Segment Start: Exercise input

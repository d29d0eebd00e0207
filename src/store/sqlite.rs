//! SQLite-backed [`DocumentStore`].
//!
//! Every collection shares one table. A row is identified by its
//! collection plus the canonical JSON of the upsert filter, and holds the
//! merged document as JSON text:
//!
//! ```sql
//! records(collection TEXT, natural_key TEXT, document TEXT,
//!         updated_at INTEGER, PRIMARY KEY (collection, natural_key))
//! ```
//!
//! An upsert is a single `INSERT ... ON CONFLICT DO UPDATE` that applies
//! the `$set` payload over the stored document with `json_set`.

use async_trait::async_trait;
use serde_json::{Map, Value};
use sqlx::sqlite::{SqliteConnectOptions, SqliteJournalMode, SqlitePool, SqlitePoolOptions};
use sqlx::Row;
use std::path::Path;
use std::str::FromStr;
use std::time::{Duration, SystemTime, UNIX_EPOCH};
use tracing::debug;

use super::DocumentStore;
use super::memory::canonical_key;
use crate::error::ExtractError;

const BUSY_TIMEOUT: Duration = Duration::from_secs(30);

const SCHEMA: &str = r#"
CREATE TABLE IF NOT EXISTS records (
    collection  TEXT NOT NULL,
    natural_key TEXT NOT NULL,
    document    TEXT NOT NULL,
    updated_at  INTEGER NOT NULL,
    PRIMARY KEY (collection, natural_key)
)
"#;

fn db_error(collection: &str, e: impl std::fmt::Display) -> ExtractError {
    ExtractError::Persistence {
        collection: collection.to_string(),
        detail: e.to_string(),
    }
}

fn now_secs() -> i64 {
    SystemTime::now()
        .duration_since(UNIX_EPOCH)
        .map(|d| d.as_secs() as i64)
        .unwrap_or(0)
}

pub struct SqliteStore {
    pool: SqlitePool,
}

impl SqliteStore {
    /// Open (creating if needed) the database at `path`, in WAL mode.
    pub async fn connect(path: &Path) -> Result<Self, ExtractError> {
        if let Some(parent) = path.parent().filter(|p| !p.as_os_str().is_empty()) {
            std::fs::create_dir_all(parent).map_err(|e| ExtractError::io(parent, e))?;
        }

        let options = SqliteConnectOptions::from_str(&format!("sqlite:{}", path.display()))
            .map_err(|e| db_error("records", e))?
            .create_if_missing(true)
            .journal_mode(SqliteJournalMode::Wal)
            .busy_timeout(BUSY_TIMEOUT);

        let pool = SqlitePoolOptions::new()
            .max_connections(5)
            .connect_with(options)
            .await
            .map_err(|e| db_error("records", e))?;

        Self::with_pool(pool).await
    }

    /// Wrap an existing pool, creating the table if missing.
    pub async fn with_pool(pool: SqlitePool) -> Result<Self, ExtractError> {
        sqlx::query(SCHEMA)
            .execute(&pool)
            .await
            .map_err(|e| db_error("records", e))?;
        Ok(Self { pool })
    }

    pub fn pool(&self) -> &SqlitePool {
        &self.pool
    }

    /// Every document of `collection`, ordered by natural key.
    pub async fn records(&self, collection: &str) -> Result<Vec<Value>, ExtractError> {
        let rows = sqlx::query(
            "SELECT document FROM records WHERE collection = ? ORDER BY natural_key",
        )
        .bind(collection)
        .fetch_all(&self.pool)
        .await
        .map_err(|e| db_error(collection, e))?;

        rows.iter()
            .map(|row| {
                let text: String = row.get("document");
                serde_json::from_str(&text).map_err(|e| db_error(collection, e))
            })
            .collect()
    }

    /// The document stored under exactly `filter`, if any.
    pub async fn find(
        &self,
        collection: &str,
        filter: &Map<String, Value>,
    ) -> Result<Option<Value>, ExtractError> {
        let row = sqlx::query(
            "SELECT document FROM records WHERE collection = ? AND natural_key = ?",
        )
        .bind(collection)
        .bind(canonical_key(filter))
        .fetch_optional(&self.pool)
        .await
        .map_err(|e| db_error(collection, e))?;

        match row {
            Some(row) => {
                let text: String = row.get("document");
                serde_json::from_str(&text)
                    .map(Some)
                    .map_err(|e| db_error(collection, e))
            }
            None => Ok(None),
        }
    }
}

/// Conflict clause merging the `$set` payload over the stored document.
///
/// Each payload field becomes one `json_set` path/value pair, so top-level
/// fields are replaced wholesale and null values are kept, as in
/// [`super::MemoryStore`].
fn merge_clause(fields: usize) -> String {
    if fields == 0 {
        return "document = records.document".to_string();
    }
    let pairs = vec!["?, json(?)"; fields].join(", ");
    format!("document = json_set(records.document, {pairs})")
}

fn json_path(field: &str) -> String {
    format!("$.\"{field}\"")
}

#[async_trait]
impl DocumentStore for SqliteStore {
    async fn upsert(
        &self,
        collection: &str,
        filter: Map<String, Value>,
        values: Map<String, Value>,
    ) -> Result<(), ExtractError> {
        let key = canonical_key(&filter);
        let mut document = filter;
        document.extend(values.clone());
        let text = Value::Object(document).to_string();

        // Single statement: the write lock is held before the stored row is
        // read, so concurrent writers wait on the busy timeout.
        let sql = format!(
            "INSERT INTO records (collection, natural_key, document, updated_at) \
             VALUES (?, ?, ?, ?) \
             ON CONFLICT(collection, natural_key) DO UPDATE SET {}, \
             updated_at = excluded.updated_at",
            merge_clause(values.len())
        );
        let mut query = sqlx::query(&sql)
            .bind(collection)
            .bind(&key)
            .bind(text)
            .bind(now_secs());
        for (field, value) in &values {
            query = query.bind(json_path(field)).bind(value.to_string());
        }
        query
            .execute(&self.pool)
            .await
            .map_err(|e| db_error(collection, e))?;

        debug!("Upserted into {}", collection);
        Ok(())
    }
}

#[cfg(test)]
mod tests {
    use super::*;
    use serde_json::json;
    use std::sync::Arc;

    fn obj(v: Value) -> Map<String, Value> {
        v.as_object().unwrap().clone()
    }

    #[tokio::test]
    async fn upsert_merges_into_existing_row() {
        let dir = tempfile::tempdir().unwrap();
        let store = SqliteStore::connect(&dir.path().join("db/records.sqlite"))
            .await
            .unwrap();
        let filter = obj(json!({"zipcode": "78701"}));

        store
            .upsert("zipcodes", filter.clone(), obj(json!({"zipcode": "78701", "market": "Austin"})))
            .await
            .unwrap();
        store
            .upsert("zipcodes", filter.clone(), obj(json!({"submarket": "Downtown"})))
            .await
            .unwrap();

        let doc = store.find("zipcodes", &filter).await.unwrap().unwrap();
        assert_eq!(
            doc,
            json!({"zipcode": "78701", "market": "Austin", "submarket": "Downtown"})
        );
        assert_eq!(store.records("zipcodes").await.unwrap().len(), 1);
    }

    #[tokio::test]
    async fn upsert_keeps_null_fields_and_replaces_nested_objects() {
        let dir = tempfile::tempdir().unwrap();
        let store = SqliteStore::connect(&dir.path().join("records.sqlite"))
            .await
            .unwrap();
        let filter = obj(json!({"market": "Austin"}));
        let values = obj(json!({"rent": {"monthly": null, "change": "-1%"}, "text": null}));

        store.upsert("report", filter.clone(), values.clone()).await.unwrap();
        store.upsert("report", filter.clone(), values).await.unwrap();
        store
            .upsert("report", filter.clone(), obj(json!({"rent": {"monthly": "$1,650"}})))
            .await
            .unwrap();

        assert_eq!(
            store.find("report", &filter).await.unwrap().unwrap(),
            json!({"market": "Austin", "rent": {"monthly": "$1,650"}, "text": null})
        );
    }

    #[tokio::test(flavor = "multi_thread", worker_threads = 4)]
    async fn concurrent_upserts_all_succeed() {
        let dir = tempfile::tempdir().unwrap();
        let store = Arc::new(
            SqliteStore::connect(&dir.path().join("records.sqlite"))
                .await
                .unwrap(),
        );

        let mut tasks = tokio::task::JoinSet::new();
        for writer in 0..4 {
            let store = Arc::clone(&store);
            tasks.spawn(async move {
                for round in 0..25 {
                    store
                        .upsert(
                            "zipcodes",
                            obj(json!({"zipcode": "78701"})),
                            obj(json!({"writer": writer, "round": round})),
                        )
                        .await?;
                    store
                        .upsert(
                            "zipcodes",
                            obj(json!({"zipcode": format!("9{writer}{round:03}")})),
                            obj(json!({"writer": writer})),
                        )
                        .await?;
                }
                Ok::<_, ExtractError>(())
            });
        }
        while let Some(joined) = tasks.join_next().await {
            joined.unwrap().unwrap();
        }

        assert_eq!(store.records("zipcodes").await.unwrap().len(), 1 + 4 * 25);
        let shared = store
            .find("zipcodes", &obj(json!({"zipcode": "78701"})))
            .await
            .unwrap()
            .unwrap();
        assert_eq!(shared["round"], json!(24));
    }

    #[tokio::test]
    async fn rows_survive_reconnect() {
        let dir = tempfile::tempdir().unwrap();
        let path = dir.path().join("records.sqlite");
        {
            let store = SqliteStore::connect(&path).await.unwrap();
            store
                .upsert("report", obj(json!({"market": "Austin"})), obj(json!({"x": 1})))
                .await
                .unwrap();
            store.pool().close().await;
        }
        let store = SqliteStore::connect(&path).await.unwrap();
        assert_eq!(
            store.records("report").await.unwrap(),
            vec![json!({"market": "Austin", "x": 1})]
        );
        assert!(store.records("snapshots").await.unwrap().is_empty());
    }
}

Segment End: Exercise input

• [The task]: Reproduce exactly the lines that run from the start of the records to the line with "use crate::error::ExtractError;", both included.

• [Result below]:
repository d29d0eebd00e0207
filename src/store/sqlite.rs
//! SQLite-backed [`DocumentStore`].
//!
//! Every collection shares one table. A row is identified by its
//! collection plus the canonical JSON of the upsert filter, and holds the
//! merged document as JSON text:
//!
//! ```sql
//! records(collection TEXT, natural_key TEXT, document TEXT,
//!         updated_at INTEGER, PRIMARY KEY (collection, natural_key))
//! ```
//!
//! An upsert is a single `INSERT ... ON CONFLICT DO UPDATE` that applies
//! the `$set` payload over the stored document with `json_set`.

use async_trait::async_trait;
use serde_json::{Map, Value};
use sqlx::sqlite::{SqliteConnectOptions, SqliteJournalMode, SqlitePool, SqlitePoolOptions};
use sqlx::Row;
use std::path::Path;
use std::str::FromStr;
use std::time::{Duration, SystemTime, UNIX_EPOCH};
use tracing::debug;

use super::DocumentStore;
use super::memory::canonical_key;
use crate::error::ExtractError;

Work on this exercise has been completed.